Knowing ain't loving

2nd Week OT (R)
Fr. Philip Neri Powell, OP
St. Dominic Church, NOLA

Why does Jesus command the unclean spirits to be silent about his true identity? You'd think that given his mission to spread the Good News of God's freely given mercy to sinners he'd take all the help he could get. As Mark makes painfully clear, the disciples are not among the Lord's brightest and best—not yet anyway—so they can't be much help at this point. The crowds following him around the countryside (threatening to crush him death) are chasing him b/c they think he's just a healing prophet or an exorcist. The only ones who know much of anything at all about who and what he is are the demons! And Jesus won't allow them to break his cover. Why not? Well, would you want a legion of unclean spirits testifying on your behalf if your worst enemies were accusing you with blasphemy? Sure, the demons know who and what Jesus is, but they cannot serve as witnesses to his mission and ministry. To be a witness for Christ, one must be capable of repenting of one's sins; receiving God's mercy, and following His law of love. This means that knowledge about Christ is not the same thing as following Christ. Knowing about love is not the same as loving. 

The idea that we are made holy by acquiring holy knowledge is an ancient heresy. In the first century of the Church, groups of Christians, the Gnostics, began to teach and practice a gospel not taught and practiced by the apostles. Gnosticism (from gnosis) is a broad descriptive term used to cover hundreds of competing sects that taught that salvation was a matter of knowing the right prayers, the right rituals, and the secret names of helpful divine beings. For the Gnostics, ignorance was damnation, so acquiring occult knowledge meant salvation. In other words, for them, knowing about Christ was sufficient to get a seat at the heavenly table. Following Christ to a bloody Cross was just an allegory or a mystical ritual. Set beside the real gospel of Jesus Christ—repentance, suffering, persecution, and the necessity of sacrificial love—it's pretty easy to see why Gnosticism was particularly popular among the wealthy and the well-educated, among the cultural elites of the early Church. It provided all the benefits of being a Christian w/o any of the painful, sticky, embarrassing, low-brow grubbing that the apostolic faith seemed to preach. Needless to say, like the unclean spirits, the Gnostics were not capable of providing credible testimony to the truth of the Gospel. 
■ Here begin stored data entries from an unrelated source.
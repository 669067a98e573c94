//! Authentication types

use std::fmt;

use serde::{Deserialize, Serialize};

/// Name of the role that unlocks administrative sections.
pub const ADMIN_ROLE: &str = "admin";

/// The access/refresh credential pair held by a session.
#[derive(Clone, PartialEq, Eq, Serialize, Deserialize)]
pub struct TokenPair {
    /// Short-lived credential sent on protected requests
    pub access_token: String,
    /// Longer-lived credential used only to obtain a new access token
    pub refresh_token: String,
}

impl TokenPair {
    /// Creates a token pair.
    #[must_use]
    pub fn new(access_token: impl Into<String>, refresh_token: impl Into<String>) -> Self {
        Self {
            access_token: access_token.into(),
            refresh_token: refresh_token.into(),
        }
    }

    /// Formats the `Authorization` header value.
    #[must_use]
    pub fn authorization_header(&self) -> String {
        bearer(&self.access_token)
    }

    /// Returns true if a refresh can be attempted with this pair.
    #[must_use]
    pub const fn can_refresh(&self) -> bool {
        !self.refresh_token.is_empty()
    }
}

impl fmt::Debug for TokenPair {
    fn fmt(&self, f: &mut fmt::Formatter<'_>) -> fmt::Result {
        f.debug_struct("TokenPair")
            .field("access_token", &token_preview(&self.access_token))
            .field("refresh_token", &token_preview(&self.refresh_token))
            .finish()
    }
}

/// Formats a bearer `Authorization` header value.
#[must_use]
pub fn bearer(access_token: &str) -> String {
    format!("Bearer {access_token}")
}

/// Shortens a token for logs (first 8 chars + ...).
#[must_use]
pub fn token_preview(token: &str) -> String {
    if token.chars().count() > 12 {
        let head: String = token.chars().take(8).collect();
        format!("{head}...")
    } else {
        "***".to_string()
    }
}

/// Token payload returned by `/auth/login` and `/auth/refresh`.
///
/// The refresh endpoint may omit `refresh_token`, in which case the caller
/// keeps the one it already has.
#[derive(Debug, Clone, PartialEq, Eq, Serialize, Deserialize)]
pub struct TokenResponse {
    /// New access token
    pub access_token: String,
    /// New refresh token, if rotated
    #[serde(default)]
    pub refresh_token: Option<String>,
    /// Token type, usually "bearer"
    #[serde(default, skip_serializing_if = "Option::is_none")]
    pub token_type: Option<String>,
}

impl TokenResponse {
    /// Builds the stored pair, falling back to `previous_refresh` when the
    /// server did not rotate the refresh token.
    #[must_use]
    pub fn into_pair(self, previous_refresh: &str) -> TokenPair {
        let refresh = self
            .refresh_token
            .filter(|t| !t.is_empty())
            .unwrap_or_else(|| previous_refresh.to_string());
        TokenPair::new(self.access_token, refresh)
    }
}

/// Body of `POST /auth/refresh`.
#[derive(Debug, Clone, PartialEq, Eq, Serialize, Deserialize)]
pub struct RefreshRequest {
    /// The refresh token to exchange
    pub refresh_token: String,
}

/// Login form credentials.
#[derive(Clone, PartialEq, Eq)]
pub struct Credentials {
    /// Account name
    pub username: String,
    /// Account password
    pub password: String,
}

impl Credentials {
    /// Creates credentials.
    #[must_use]
    pub fn new(username: impl Into<String>, password: impl Into<String>) -> Self {
        Self {
            username: username.into(),
            password: password.into(),
        }
    }

    /// Returns the form fields sent to `/auth/login`.
    #[must_use]
    pub fn form_fields(&self) -> [(&'static str, String); 2] {
        [
            ("username", self.username.clone()),
            ("password", self.password.clone()),
        ]
    }
}

impl fmt::Debug for Credentials {
    fn fmt(&self, f: &mut fmt::Formatter<'_>) -> fmt::Result {
        f.debug_struct("Credentials")
            .field("username", &self.username)
            .field("password", &"***")
            .finish()
    }
}

/// A role assigned to a user account.
#[derive(Debug, Clone, PartialEq, Eq, Serialize, Deserialize)]
pub struct Role {
    /// Role id
    pub id: i64,
    /// Role name
    pub name: String,
}

/// The profile returned by `GET /auth/me`.
#[derive(Debug, Clone, PartialEq, Eq, Serialize, Deserialize)]
pub struct UserRead {
    /// User id
    pub id: i64,
    /// Login name
    pub username: String,
    /// Whether the account is enabled
    pub is_active: bool,
    /// Assigned roles
    #[serde(default)]
    pub roles: Vec<Role>,
}

impl UserRead {
    /// Returns true if the user has a role with the given name.
    #[must_use]
    pub fn has_role(&self, name: &str) -> bool {
        self.roles.iter().any(|r| r.name == name)
    }

    /// Returns true if the user may open administrative sections.
    #[must_use]
    pub fn is_admin(&self) -> bool {
        self.has_role(ADMIN_ROLE)
    }
}
//! Asynchronous report generation and export.

mod export;
mod poller;

pub use export::{EXPORT_PATH, export_status_path};
pub use poller::{DEFAULT_MAX_ATTEMPTS, DEFAULT_POLL_INTERVAL, PollPolicy, ReportPoller};
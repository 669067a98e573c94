//! Command handlers.
//!
//! Each handler returns the text to print; progress and failures of long
//! jobs are reported through the log.

use std::fmt::Write as _;

use anyhow::bail;
use medhist_application::{
    CaxCodeApi, DatesApi, MedicalHistoryApi, PatientSearch, RegistryApi, StaffApi,
};
use medhist_domain::date::format_display;
use medhist_domain::entities::{
    DischargeRequest, MedicalHistoryRead, PatientSearchParams, Personal, StaffKind,
};
use medhist_domain::{Credentials, PersistedFilters, ReportKind, UserRead};
use tracing::debug;

use crate::cli::{
    Command, DischargeAction, FilterArgs, HistoriesAction, ListAction, PatientSearchArgs,
    PatientsAction, ReportAction,
};
use crate::context::App;

/// Runs one command.
///
/// Every command except `login` and `logout` restores the saved session
/// first.
///
/// # Errors
///
/// Returns the first error the command hits.
pub async fn run(app: &App, command: Command) -> anyhow::Result<String> {
    match command {
        Command::Login { username, password } => {
            let user = app
                .auth()
                .login(&Credentials::new(username, password))
                .await?;
            Ok(format!("Signed in as {}", describe_user(&user)))
        }
        Command::Logout => {
            app.auth().logout().await?;
            Ok("Signed out".to_string())
        }
        command => {
            let user = app.require_session().await?;
            debug!(username = %user.username, "session restored");
            run_signed_in(app, &user, command).await
        }
    }
}

async fn run_signed_in(app: &App, user: &UserRead, command: Command) -> anyhow::Result<String> {
    match command {
        Command::Whoami => Ok(describe_user(user)),
        Command::Doctors {
            action: ListAction::List,
        } => list_staff(app, StaffKind::Doctor).await,
        Command::Nurses {
            action: ListAction::List,
        } => list_staff(app, StaffKind::Nurse).await,
        Command::CaxCodes {
            action: ListAction::List,
        } => {
            let codes = CaxCodeApi::cax_codes(app.client().clone()).list().await?;
            Ok(render(codes.iter().map(|c| {
                let days = c
                    .quantity_of_days
                    .map_or_else(|| "-".to_string(), |d| d.to_string());
                format!("{}\t{}\t{}\t{days}", c.id, c.cax_code, c.cax_name)
            })))
        }
        Command::Patients {
            action: PatientsAction::Search(args),
        } => search_patients(app, args).await,
        Command::Histories {
            action: HistoriesAction::List(args),
        } => {
            let filters = merged_filters(app, &args).await?;
            app.filters().save(&filters).await?;
            let histories = MedicalHistoryApi::new(app.client().clone())
                .list(&filters.to_request_filters())
                .await?;
            Ok(render(histories.iter().map(describe_history)))
        }
        Command::Histories {
            action: HistoriesAction::Export(args),
        } => {
            let filters = merged_filters(app, &args).await?;
            let saved = app
                .poller()
                .export(&filters.to_request_filters(), "export")
                .await?;
            Ok(format!("Saved {}", saved.display()))
        }
        Command::History {
            action: ReportAction::Report { id },
        } => {
            let history = MedicalHistoryApi::new(app.client().clone()).get(id).await?;
            let saved = app
                .poller()
                .generate(
                    ReportKind::MedicalHistory,
                    id,
                    &history.report_filename(),
                    &format!("history-report-{id}"),
                )
                .await?;
            Ok(format!("Saved {}", saved.display()))
        }
        Command::Operation {
            action: ReportAction::Report { id },
        } => {
            let saved = app
                .poller()
                .generate(
                    ReportKind::Operation,
                    id,
                    &ReportKind::Operation.default_filename(id),
                    &format!("operation-report-{id}"),
                )
                .await?;
            Ok(format!("Saved {}", saved.display()))
        }
        Command::Discharge {
            action:
                DischargeAction::Suggest {
                    admission,
                    cax_code_id,
                },
        } => {
            let suggestion = DatesApi::new(app.client().clone())
                .suggest_discharge_date(&DischargeRequest {
                    admission_date: admission,
                    cax_code_id,
                })
                .await?;
            Ok(format_display(suggestion.discharge_date))
        }
        Command::Login { .. } | Command::Logout => bail!("command does not need a session"),
    }
}

async fn list_staff(app: &App, kind: StaffKind) -> anyhow::Result<String> {
    let staff = StaffApi::staff(app.client().clone(), kind).list().await?;
    Ok(render(staff.iter().map(describe_staff)))
}

async fn search_patients(app: &App, args: PatientSearchArgs) -> anyhow::Result<String> {
    let params = PatientSearchParams {
        lastname: args.lastname,
        firstname: args.firstname,
        secondname: args.secondname,
        birthdate: args.birthdate,
        address: args.address,
    };
    match RegistryApi::new(app.client().clone())
        .search_patients(&params)
        .await?
    {
        PatientSearch::Found(patients) if patients.is_empty() => Ok("No patients found".to_string()),
        PatientSearch::Found(patients) => Ok(render(patients.iter().map(|p| {
            format!(
                "{}\t{}\t{}",
                p.pname,
                p.birthdate,
                p.address.as_deref().unwrap_or("-")
            )
        }))),
        PatientSearch::Rejected(message) => bail!("registry refused the search: {message}"),
    }
}

/// Remembered filters with the given arguments applied over them.
async fn merged_filters(app: &App, args: &FilterArgs) -> anyhow::Result<PersistedFilters> {
    let mut filters = app.filters().load().await?;
    if let Some(name) = &args.name {
        filters.full_name.clone_from(name);
    }
    if let Some(from) = &args.from {
        filters.start_date.clone_from(from);
    }
    if let Some(to) = &args.to {
        filters.end_date.clone_from(to);
    }
    Ok(filters)
}

fn describe_user(user: &UserRead) -> String {
    let roles: Vec<&str> = user.roles.iter().map(|r| r.name.as_str()).collect();
    if roles.is_empty() {
        user.username.clone()
    } else {
        format!("{} ({})", user.username, roles.join(", "))
    }
}

fn describe_staff(person: &Personal) -> String {
    let state = if person.is_active { "" } else { "\tinactive" };
    format!("{}\t{}{state}", person.id, person.full_name)
}

fn describe_history(history: &MedicalHistoryRead) -> String {
    let mut line = format!(
        "{}\t{}\t{}\t{}",
        history.history_number,
        format_display(history.admission_date),
        history.patient.full_name,
        history.diagnosis
    );
    if history.is_cancelled() {
        line.push_str("\tcancelled");
    }
    line
}

fn render(lines: impl Iterator<Item = String>) -> String {
    let mut out = String::new();
    for line in lines {
        let _ = writeln!(out, "{line}");
    }
    out.trim_end().to_string()
}
//! Session authentication.
//!
//! This module provides:
//! - In-memory token storage shared by every request of a session
//! - Single-flight token refresh with request queuing
//! - Sign-in, restore and sign-out flows

mod refresh;
mod service;
mod token_store;

pub use refresh::{REFRESH_PATH, Recovery, RefreshCoordinator};
pub use service::{AuthService, LOGIN_PATH, ME_PATH};
pub use token_store::TokenStore;
//! System clock adapter

use chrono::{DateTime, Local, NaiveDate, Utc};
use medhist_application::ports::Clock;

/// Clock backed by the operating system.
///
/// Calendar dates follow the local time zone, so "this month" matches the
/// wall calendar of the person at the console.
#[derive(Debug, Clone, Copy, Default)]
pub struct SystemClock;

impl SystemClock {
    /// Creates a new system clock.
    #[must_use]
    pub const fn new() -> Self {
        Self
    }
}

impl Clock for SystemClock {
    fn now(&self) -> DateTime<Utc> {
        Utc::now()
    }

    fn today(&self) -> NaiveDate {
        Local::now().date_naive()
    }
}
//! Medhist Infrastructure - Adapters and implementations
//!
//! This crate provides concrete implementations of the ports
//! defined in the application layer, plus environment configuration.

pub mod adapters;
pub mod config;
pub mod persistence;
pub mod serialization;

pub use adapters::{
    DEFAULT_TIMEOUT, DownloadDirSink, ReqwestTransport, SystemClock, TracingNavigator,
    TracingNotifier,
};
pub use config::{ClientConfig, ConfigError};
pub use persistence::{FileSessionStore, InMemorySessionStore};
pub use serialization::{SerializationError, from_json_bytes, to_json_stable_bytes};
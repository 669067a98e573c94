//! Remembered list filters.
//!
//! Filters survive between runs only within one session: a session id is
//! written on sign-in and saved filters are ignored without it.

use std::sync::Arc;

use medhist_domain::PersistedFilters;
use tracing::warn;

use crate::ports::{Clock, SessionStore, SessionStoreError};

/// Loads and saves the medical-history list filters.
#[derive(Clone)]
pub struct FilterSession {
    sessions: Arc<dyn SessionStore>,
    clock: Arc<dyn Clock>,
}

impl FilterSession {
    /// Creates the filter session.
    pub fn new(sessions: Arc<dyn SessionStore>, clock: Arc<dyn Clock>) -> Self {
        Self { sessions, clock }
    }

    /// Filters for a fresh session: no name, the current month.
    #[must_use]
    pub fn defaults(&self) -> PersistedFilters {
        PersistedFilters::for_month_of(self.clock.today())
    }

    /// Returns the saved filters, or the defaults when there is no session,
    /// nothing saved, or the saved blob is malformed.
    ///
    /// # Errors
    ///
    /// Returns a storage error if the store cannot be read.
    pub async fn load(&self) -> Result<PersistedFilters, SessionStoreError> {
        if self.sessions.load_session_id().await?.is_none() {
            return Ok(self.defaults());
        }
        let Some(raw) = self.sessions.load_filters().await? else {
            return Ok(self.defaults());
        };
        Ok(PersistedFilters::parse(&raw).unwrap_or_else(|| {
            warn!("saved filters are malformed, using defaults");
            self.defaults()
        }))
    }

    /// Saves the filters.
    ///
    /// # Errors
    ///
    /// Returns a storage error if the filters cannot be written.
    pub async fn save(&self, filters: &PersistedFilters) -> Result<(), SessionStoreError> {
        let raw = serde_json::to_value(filters)
            .map_err(|e| SessionStoreError::Serialization(e.to_string()))?;
        self.sessions.save_filters(&raw).await
    }
}

#[cfg(test)]
#[allow(clippy::unwrap_used, clippy::expect_used, clippy::panic)]
mod tests {
    use super::*;
    use crate::testing::MemorySessions;
    use chrono::{DateTime, NaiveDate, TimeZone, Utc};
    use pretty_assertions::assert_eq;
    use serde_json::json;

    struct FixedClock;

    impl Clock for FixedClock {
        fn now(&self) -> DateTime<Utc> {
            Utc.with_ymd_and_hms(2024, 2, 14, 9, 30, 0).unwrap()
        }
    }

    fn session() -> (FilterSession, Arc<MemorySessions>) {
        let store = Arc::new(MemorySessions::default());
        (FilterSession::new(store.clone(), Arc::new(FixedClock)), store)
    }

    fn february() -> PersistedFilters {
        PersistedFilters {
            full_name: String::new(),
            start_date: "2024-02-01".to_string(),
            end_date: "2024-02-29".to_string(),
        }
    }

    #[tokio::test]
    async fn test_defaults_without_session() {
        let (filters, store) = session();
        store
            .save_filters(&json!({"fullName": "x", "startDate": "a", "endDate": "b"}))
            .await
            .unwrap();
        assert_eq!(filters.load().await.unwrap(), february());
        assert_eq!(
            filters.clock.today(),
            NaiveDate::from_ymd_opt(2024, 2, 14).unwrap()
        );
    }

    #[tokio::test]
    async fn test_saved_filters_within_session() {
        let (filters, store) = session();
        store.save_session_id("sid-1").await.unwrap();
        let saved = PersistedFilters {
            full_name: "Петров".to_string(),
            start_date: "2024-01-01".to_string(),
            end_date: "2024-01-31".to_string(),
        };
        filters.save(&saved).await.unwrap();
        assert_eq!(filters.load().await.unwrap(), saved);
    }

    #[tokio::test]
    async fn test_malformed_blob_falls_back() {
        let (filters, store) = session();
        store.save_session_id("sid-1").await.unwrap();
        store
            .save_filters(&json!({"fullName": 5, "startDate": "a"}))
            .await
            .unwrap();
        assert_eq!(filters.load().await.unwrap(), february());
    }
}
This brings us to the inevitable question: are we/you capable of providing credible testimony to the truth of the Gospel? If you have sinned, have you received God's mercy? If so, have you told anyone about it? If you have suffered, have you received God's healing? If so, have you told anyone about it? If you have sacrificed in love b/c Christ lovingly sacrificed for you, have you told anyone about it? If you have sinned, suffered, and sacrificed and reaped the graces that come with repentance, prayer, and God's love, and you've not told anyone about it, why haven't you? Jesus silences the demons, not you. The Church silenced the Gnostics, not you. Christ tells his disciples many times that it will be as witnesses to his life and work that they will bring many into the family. Of course, knowledge about Christ will be necessary along the way, but what most lost souls need to hear is that being lost is not a permanent feature of their lives. In fact, being lost, being w/o Christ is an unnatural way for a sinner to live. How best to tell others about the Good News? Follow Christ. Publicly. Daily. Out loud. Visibly. And w/o apology, embarrassment, or hesitation. Christ did not silence his faithful people nor will he silence us. With spirits immaculately clean, go, and give the Good News a public witness!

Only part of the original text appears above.